• _Task prompt_: I need each line of the entries below that includes the string "fishing".

• _Listed entries_:
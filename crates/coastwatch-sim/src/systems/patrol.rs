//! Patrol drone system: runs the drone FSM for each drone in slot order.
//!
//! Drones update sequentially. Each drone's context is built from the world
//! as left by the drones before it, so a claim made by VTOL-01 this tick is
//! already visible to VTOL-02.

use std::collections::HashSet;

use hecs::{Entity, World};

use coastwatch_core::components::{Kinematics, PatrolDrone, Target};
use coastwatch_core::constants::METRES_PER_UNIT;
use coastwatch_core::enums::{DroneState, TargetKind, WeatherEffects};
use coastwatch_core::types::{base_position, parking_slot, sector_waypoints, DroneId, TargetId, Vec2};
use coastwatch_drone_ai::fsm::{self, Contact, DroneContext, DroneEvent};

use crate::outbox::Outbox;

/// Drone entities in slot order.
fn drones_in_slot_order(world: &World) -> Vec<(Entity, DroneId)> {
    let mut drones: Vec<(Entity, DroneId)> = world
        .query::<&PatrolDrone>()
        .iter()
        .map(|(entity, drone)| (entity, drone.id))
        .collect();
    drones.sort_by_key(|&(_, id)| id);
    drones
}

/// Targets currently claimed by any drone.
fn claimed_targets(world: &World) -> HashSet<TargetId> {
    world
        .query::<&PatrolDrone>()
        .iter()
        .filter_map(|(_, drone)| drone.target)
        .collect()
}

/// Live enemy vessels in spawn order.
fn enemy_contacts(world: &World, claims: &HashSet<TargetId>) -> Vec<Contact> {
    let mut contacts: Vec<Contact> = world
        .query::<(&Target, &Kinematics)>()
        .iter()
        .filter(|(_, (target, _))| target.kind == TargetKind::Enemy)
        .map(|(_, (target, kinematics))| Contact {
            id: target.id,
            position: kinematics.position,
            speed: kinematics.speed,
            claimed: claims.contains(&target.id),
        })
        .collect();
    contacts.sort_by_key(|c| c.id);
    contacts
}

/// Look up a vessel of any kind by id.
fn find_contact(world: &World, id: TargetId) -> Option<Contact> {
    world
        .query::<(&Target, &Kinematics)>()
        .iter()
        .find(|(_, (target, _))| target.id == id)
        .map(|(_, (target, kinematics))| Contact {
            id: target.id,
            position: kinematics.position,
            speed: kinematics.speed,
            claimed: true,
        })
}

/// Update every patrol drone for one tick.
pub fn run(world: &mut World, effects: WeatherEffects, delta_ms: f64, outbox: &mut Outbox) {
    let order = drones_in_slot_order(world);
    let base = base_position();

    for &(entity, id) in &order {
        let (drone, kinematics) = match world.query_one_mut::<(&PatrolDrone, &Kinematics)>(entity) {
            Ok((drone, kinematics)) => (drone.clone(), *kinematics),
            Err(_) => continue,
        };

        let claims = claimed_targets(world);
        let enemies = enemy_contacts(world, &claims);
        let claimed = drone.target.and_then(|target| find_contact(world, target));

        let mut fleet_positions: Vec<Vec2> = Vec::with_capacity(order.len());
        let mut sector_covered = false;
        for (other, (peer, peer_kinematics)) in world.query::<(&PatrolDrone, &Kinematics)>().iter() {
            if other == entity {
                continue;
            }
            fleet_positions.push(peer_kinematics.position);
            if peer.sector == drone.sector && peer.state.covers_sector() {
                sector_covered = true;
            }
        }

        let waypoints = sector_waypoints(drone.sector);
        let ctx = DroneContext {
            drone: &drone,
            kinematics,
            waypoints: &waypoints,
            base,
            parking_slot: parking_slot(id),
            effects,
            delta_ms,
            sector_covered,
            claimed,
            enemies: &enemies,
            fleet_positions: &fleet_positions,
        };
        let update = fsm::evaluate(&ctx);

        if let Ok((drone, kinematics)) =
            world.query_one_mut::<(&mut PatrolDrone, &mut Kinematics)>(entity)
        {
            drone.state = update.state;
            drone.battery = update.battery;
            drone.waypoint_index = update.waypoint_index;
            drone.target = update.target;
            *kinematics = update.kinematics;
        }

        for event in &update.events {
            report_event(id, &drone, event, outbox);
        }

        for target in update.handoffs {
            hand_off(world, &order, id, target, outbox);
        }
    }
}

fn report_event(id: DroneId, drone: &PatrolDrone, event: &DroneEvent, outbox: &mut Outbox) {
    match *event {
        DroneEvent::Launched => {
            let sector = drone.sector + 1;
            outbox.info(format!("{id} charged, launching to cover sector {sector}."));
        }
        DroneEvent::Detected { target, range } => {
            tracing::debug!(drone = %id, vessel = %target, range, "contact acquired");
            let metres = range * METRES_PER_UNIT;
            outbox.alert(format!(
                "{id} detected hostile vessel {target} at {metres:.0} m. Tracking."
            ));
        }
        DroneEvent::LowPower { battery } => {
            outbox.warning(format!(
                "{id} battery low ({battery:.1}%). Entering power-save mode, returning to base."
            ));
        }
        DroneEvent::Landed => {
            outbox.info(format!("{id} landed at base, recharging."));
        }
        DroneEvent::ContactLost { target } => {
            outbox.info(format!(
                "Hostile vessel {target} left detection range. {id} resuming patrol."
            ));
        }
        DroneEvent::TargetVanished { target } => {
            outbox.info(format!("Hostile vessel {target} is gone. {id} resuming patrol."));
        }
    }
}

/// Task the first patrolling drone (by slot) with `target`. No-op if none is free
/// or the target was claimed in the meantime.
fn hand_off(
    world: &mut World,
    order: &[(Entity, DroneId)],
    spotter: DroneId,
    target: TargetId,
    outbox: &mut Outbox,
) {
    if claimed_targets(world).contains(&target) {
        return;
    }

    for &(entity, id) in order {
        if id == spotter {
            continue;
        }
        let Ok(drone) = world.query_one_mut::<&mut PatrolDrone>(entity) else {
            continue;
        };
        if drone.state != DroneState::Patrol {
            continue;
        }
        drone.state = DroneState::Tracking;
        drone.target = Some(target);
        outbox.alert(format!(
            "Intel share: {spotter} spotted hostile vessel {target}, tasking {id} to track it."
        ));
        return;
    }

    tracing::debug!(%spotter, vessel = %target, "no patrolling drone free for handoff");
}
...
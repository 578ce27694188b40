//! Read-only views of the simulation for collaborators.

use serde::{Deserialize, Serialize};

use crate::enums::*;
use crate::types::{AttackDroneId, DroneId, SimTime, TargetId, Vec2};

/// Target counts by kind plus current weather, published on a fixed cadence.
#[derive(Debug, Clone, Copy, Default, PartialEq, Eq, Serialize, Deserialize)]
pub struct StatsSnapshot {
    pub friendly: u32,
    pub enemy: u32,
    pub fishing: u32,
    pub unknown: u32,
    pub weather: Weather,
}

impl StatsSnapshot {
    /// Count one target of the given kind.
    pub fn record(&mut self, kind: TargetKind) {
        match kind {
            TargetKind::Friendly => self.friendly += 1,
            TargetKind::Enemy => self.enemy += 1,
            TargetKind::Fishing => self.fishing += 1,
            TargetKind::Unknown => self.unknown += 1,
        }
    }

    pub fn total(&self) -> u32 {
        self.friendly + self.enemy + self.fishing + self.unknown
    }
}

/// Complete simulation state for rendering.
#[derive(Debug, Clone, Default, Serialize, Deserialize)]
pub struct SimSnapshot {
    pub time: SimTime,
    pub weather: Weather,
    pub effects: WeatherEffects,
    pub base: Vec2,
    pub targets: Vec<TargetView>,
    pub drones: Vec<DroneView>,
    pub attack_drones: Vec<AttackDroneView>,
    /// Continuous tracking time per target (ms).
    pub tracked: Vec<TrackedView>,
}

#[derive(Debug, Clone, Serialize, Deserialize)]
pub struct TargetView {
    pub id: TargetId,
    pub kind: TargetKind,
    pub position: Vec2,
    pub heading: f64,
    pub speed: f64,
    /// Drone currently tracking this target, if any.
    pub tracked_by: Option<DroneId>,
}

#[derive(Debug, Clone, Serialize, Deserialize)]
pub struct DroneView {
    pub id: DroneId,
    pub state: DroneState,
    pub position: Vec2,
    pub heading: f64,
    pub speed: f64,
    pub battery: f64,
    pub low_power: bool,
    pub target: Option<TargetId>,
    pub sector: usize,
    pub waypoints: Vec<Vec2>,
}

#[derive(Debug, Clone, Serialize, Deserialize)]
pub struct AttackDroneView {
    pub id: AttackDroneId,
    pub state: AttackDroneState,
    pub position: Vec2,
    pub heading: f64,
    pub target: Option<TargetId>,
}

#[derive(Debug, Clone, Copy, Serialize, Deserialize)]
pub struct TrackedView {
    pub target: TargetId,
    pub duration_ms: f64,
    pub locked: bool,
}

• _Solved exercise_:
    pub fishing: u32,
            TargetKind::Fishing => self.fishing += 1,
        self.friendly + self.enemy + self.fishing + self.unknown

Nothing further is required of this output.